Collected data —
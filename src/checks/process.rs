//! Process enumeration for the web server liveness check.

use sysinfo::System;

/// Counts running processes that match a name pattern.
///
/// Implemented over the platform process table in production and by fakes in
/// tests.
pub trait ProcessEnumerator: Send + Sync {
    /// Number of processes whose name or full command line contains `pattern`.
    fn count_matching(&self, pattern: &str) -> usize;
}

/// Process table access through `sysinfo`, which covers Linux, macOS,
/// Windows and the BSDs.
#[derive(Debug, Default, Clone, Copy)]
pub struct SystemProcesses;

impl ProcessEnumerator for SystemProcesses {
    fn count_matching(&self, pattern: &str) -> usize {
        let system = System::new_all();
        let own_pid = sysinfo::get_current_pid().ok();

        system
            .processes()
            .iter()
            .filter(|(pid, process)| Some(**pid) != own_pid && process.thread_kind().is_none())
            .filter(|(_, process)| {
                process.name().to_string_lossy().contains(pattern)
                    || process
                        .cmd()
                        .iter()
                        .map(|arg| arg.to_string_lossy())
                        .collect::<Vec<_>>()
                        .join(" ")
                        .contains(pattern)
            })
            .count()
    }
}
==
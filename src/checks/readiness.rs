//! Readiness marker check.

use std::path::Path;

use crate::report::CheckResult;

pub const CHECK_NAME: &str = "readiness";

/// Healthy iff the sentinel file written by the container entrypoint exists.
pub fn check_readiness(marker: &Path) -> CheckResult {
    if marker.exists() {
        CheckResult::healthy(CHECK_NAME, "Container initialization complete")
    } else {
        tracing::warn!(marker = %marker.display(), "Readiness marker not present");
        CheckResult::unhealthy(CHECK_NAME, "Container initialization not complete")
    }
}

YOUR OBJECTIVE — For each line above that contains the word "filename", make a copy.

EXPECTED OUTPUT —
filename src/checks/process.rs
filename src/checks/readiness.rs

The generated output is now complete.